• [Exercise details]:
Please output the section of the listing below that opens with the line containing "#[arg(long, default_value_t = ',')]" and closes with the line containing "for name in", exactly and with nothing else.

• [Exercise data]:

//! CapacityContainer - cumulative load against two independent caps
//!
//! Models a backpack: items are tracked by name, and the running volume and
//! weight totals always equal the sum over the tracked items. Capacity is
//! checked before anything is written, so a rejected add leaves the
//! container untouched.

use std::collections::HashMap;

use serde::{Deserialize, Serialize};
use shared::{ModelError, Result};

/// Volume and weight of a single tracked item
#[derive(Debug, Clone, Copy, PartialEq, Serialize, Deserialize)]
pub struct ItemDimensions {
    pub volume: f64,
    pub weight: f64,
}

/// CapacityContainer - a two-axis capacity tracker
///
/// Both caps are fixed at construction. Item names are unique keys; adding
/// a name twice is an error rather than an overwrite.
#[derive(Debug, Clone)]
pub struct CapacityContainer {
    /// Maximum total volume (immutable)
    capacity_volume: f64,
    /// Maximum total weight (immutable)
    capacity_weight: f64,
    /// Sum of tracked item volumes
    used_volume: f64,
    /// Sum of tracked item weights
    used_weight: f64,
    /// Tracked items by name
    items: HashMap<String, ItemDimensions>,
}

impl CapacityContainer {
    /// Create an empty container with the given caps.
    ///
    /// Fails with `InvalidArgument` if either cap is not a positive finite
    /// number.
    pub fn new(capacity_volume: f64, capacity_weight: f64) -> Result<Self> {
        if !capacity_volume.is_finite() || capacity_volume <= 0.0 {
            return Err(ModelError::InvalidArgument(format!(
                "capacity volume must be a positive number, got {capacity_volume}"
            )));
        }
        if !capacity_weight.is_finite() || capacity_weight <= 0.0 {
            return Err(ModelError::InvalidArgument(format!(
                "capacity weight must be a positive number, got {capacity_weight}"
            )));
        }

        Ok(Self {
            capacity_volume,
            capacity_weight,
            used_volume: 0.0,
            used_weight: 0.0,
            items: HashMap::new(),
        })
    }

    // ========== Getters ==========

    pub fn capacity_volume(&self) -> f64 {
        self.capacity_volume
    }

    pub fn capacity_weight(&self) -> f64 {
        self.capacity_weight
    }

    /// Current (used_volume, used_weight) totals
    pub fn current_load(&self) -> (f64, f64) {
        (self.used_volume, self.used_weight)
    }

    pub fn remaining_volume(&self) -> f64 {
        self.capacity_volume - self.used_volume
    }

    pub fn remaining_weight(&self) -> f64 {
        self.capacity_weight - self.used_weight
    }

    /// Snapshot of the tracked items.
    ///
    /// Returns a copy, not a live view, so callers cannot mutate internal
    /// state through it.
    pub fn list_items(&self) -> HashMap<String, ItemDimensions> {
        self.items.clone()
    }

    // ========== Mutations ==========

    /// Add a named item.
    ///
    /// Fails with `InvalidArgument` if volume or weight is not a positive
    /// finite number, with `DuplicateItem` if the name is already tracked,
    /// and with `CapacityExceeded` if either running total would pass its
    /// cap. On failure the container is unchanged.
    pub fn add_item(&mut self, name: impl Into<String>, volume: f64, weight: f64) -> Result<()> {
        let name = name.into();

        if !volume.is_finite() || volume <= 0.0 {
            return Err(ModelError::InvalidArgument(format!(
                "item volume must be a positive number, got {volume}"
            )));
        }
        if !weight.is_finite() || weight <= 0.0 {
            return Err(ModelError::InvalidArgument(format!(
                "item weight must be a positive number, got {weight}"
            )));
        }
        if self.used_volume + volume > self.capacity_volume {
            return Err(ModelError::CapacityExceeded {
                axis: "volume",
                requested: volume,
                used: self.used_volume,
                limit: self.capacity_volume,
            });
        }
        if self.used_weight + weight > self.capacity_weight {
            return Err(ModelError::CapacityExceeded {
                axis: "weight",
                requested: weight,
                used: self.used_weight,
                limit: self.capacity_weight,
            });
        }
        if self.items.contains_key(&name) {
            return Err(ModelError::DuplicateItem { name });
        }

        self.items.insert(name, ItemDimensions { volume, weight });
        self.used_volume += volume;
        self.used_weight += weight;
        Ok(())
    }

    /// Remove a named item, returning its dimensions.
    ///
    /// Fails with `NotFound` if no item with this name is tracked.
    pub fn remove_item(&mut self, name: &str) -> Result<ItemDimensions> {
        let dims = self.items.remove(name).ok_or_else(|| ModelError::NotFound {
            name: name.to_string(),
        })?;
        self.used_volume -= dims.volume;
        self.used_weight -= dims.weight;
        Ok(dims)
    }
}
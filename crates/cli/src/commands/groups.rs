//! propkit groups command

use clap::Args;

#[derive(Debug, Args)]
pub struct GroupsCommand {
    /// First group, names joined by the separator
    #[arg(long)]
    pub first: String,

    /// Second group, names joined by the separator
    #[arg(long)]
    pub second: String,

    /// Separator between names
    #[arg(long, default_value_t = ',')]
    pub separator: char,
}

impl GroupsCommand {
    pub fn run(&self) -> anyhow::Result<()> {
        let matches = tasks::groups::common_participants(&self.first, &self.second, self.separator);
        if matches.is_empty() {
            println!("No common members.");
        } else {
            for name in matches {
                println!("{name}");
            }
        }
        Ok(())
    }
}
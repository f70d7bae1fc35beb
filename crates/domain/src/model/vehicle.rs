//! BoundedVehicle - three independent bounded scalar quantities
//!
//! Models an airplane. Speed and altitude are absolute-set operations (each
//! call replaces the prior value) while traveled distance is additive and
//! monotonically non-decreasing. The asymmetry is deliberate and part of the
//! contract.

use serde::{Deserialize, Serialize};
use shared::{ModelError, Result};

/// Point-in-time snapshot of a vehicle's current quantities
#[derive(Debug, Clone, Copy, PartialEq, Serialize, Deserialize)]
pub struct VehicleStatus {
    pub speed: f64,
    pub altitude: f64,
    pub distance: f64,
}

/// BoundedVehicle - bounded speed, altitude, and cumulative distance
#[derive(Debug, Clone)]
pub struct BoundedVehicle {
    /// Maximum speed (immutable)
    max_speed: f64,
    /// Maximum altitude (immutable)
    max_altitude: f64,
    /// Maximum cumulative range (immutable)
    max_range: f64,
    /// Current speed, overwritten by `set_speed`
    speed: f64,
    /// Current altitude, overwritten by `climb`
    altitude: f64,
    /// Total distance flown, only ever grows
    distance_traveled: f64,
}

impl BoundedVehicle {
    /// Create a vehicle with the given bounds; all current quantities start
    /// at zero.
    ///
    /// Fails with `InvalidArgument` if any bound is not a positive finite
    /// number.
    pub fn new(max_speed: f64, max_altitude: f64, max_range: f64) -> Result<Self> {
        for (quantity, value) in [
            ("maximum speed", max_speed),
            ("maximum altitude", max_altitude),
            ("maximum range", max_range),
        ] {
            if !value.is_finite() || value <= 0.0 {
                return Err(ModelError::InvalidArgument(format!(
                    "{quantity} must be a positive number, got {value}"
                )));
            }
        }

        Ok(Self {
            max_speed,
            max_altitude,
            max_range,
            speed: 0.0,
            altitude: 0.0,
            distance_traveled: 0.0,
        })
    }

    // ========== Getters ==========

    pub fn max_speed(&self) -> f64 {
        self.max_speed
    }

    pub fn max_altitude(&self) -> f64 {
        self.max_altitude
    }

    pub fn max_range(&self) -> f64 {
        self.max_range
    }

    /// Current {speed, altitude, distance} snapshot
    pub fn status(&self) -> VehicleStatus {
        VehicleStatus {
            speed: self.speed,
            altitude: self.altitude,
            distance: self.distance_traveled,
        }
    }

    // ========== Mutations ==========

    /// Set the current speed, replacing the prior value.
    ///
    /// Fails with `InvalidArgument` for non-finite input and with
    /// `OutOfRange` outside `[0, max_speed]`; the prior speed is kept.
    pub fn set_speed(&mut self, speed: f64) -> Result<()> {
        if !speed.is_finite() {
            return Err(ModelError::InvalidArgument(format!(
                "speed must be a finite number, got {speed}"
            )));
        }
        if speed < 0.0 || speed > self.max_speed {
            return Err(ModelError::OutOfRange {
                quantity: "speed",
                value: speed,
                max: self.max_speed,
            });
        }
        self.speed = speed;
        Ok(())
    }

    /// Set the current altitude, replacing the prior value.
    ///
    /// Same rule as [`set_speed`](Self::set_speed), against `max_altitude`.
    pub fn climb(&mut self, altitude: f64) -> Result<()> {
        if !altitude.is_finite() {
            return Err(ModelError::InvalidArgument(format!(
                "altitude must be a finite number, got {altitude}"
            )));
        }
        if altitude < 0.0 || altitude > self.max_altitude {
            return Err(ModelError::OutOfRange {
                quantity: "altitude",
                value: altitude,
                max: self.max_altitude,
            });
        }
        self.altitude = altitude;
        Ok(())
    }

    /// Extend the traveled distance. Cumulative, never decreases.
    ///
    /// Fails with `InvalidArgument` for non-finite or negative input and
    /// with `RangeExceeded` if the new total would pass `max_range`; the
    /// prior total is kept.
    pub fn fly(&mut self, distance: f64) -> Result<()> {
        if !distance.is_finite() || distance < 0.0 {
            return Err(ModelError::InvalidArgument(format!(
                "distance must be a non-negative number, got {distance}"
            )));
        }
        if self.distance_traveled + distance > self.max_range {
            return Err(ModelError::RangeExceeded {
                requested: distance,
                traveled: self.distance_traveled,
                max_range: self.max_range,
            });
        }
        self.distance_traveled += distance;
        Ok(())
    }
}
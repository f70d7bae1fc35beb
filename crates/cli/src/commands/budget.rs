//! propkit budget command

use clap::{Args, Subcommand};

#[derive(Debug, Args)]
pub struct BudgetCommand {
    #[command(subcommand)]
    pub command: BudgetSubcommand,
}

#[derive(Debug, Subcommand)]
pub enum BudgetSubcommand {
    /// How many months the cushion lasts before going into debt
    Runway {
        /// Savings at the start
        #[arg(long)]
        capital: f64,
        /// Monthly salary
        #[arg(long)]
        salary: f64,
        /// Spend in the first month
        #[arg(long)]
        spend: f64,
        /// Monthly spend growth rate (e.g. 0.05 for 5%)
        #[arg(long, default_value_t = 0.0)]
        increase: f64,
    },
    /// Cushion needed to survive a number of months
    Cushion {
        /// Monthly salary
        #[arg(long)]
        salary: f64,
        /// Spend in the first month
        #[arg(long)]
        spend: f64,
        /// Months to survive
        #[arg(long)]
        months: u32,
        /// Monthly spend growth rate (e.g. 0.03 for 3%)
        #[arg(long, default_value_t = 0.0)]
        increase: f64,
    },
}

impl BudgetCommand {
    pub fn run(&self) -> anyhow::Result<()> {
        match &self.command {
            BudgetSubcommand::Runway {
                capital,
                salary,
                spend,
                increase,
            } => {
                let months = tasks::budget::months_before_broke(*capital, *salary, *spend, *increase)?;
                println!(
                    "Months covered without going into debt: {}",
                    console::style(months).bold()
                );
            }
            BudgetSubcommand::Cushion {
                salary,
                spend,
                months,
                increase,
            } => {
                let cushion = tasks::budget::required_cushion(*salary, *spend, *months, *increase)?;
                println!(
                    "Cushion needed for {} months: {}",
                    months,
                    console::style(cushion).bold()
                );
            }
        }
        Ok(())
    }
}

• [Problem solution]:
    #[arg(long, default_value_t = ',')]
    pub separator: char,
}

impl GroupsCommand {
    pub fn run(&self) -> anyhow::Result<()> {
        let matches = tasks::groups::common_participants(&self.first, &self.second, self.separator);
        if matches.is_empty() {
            println!("No common members.");
        } else {
            for name in matches {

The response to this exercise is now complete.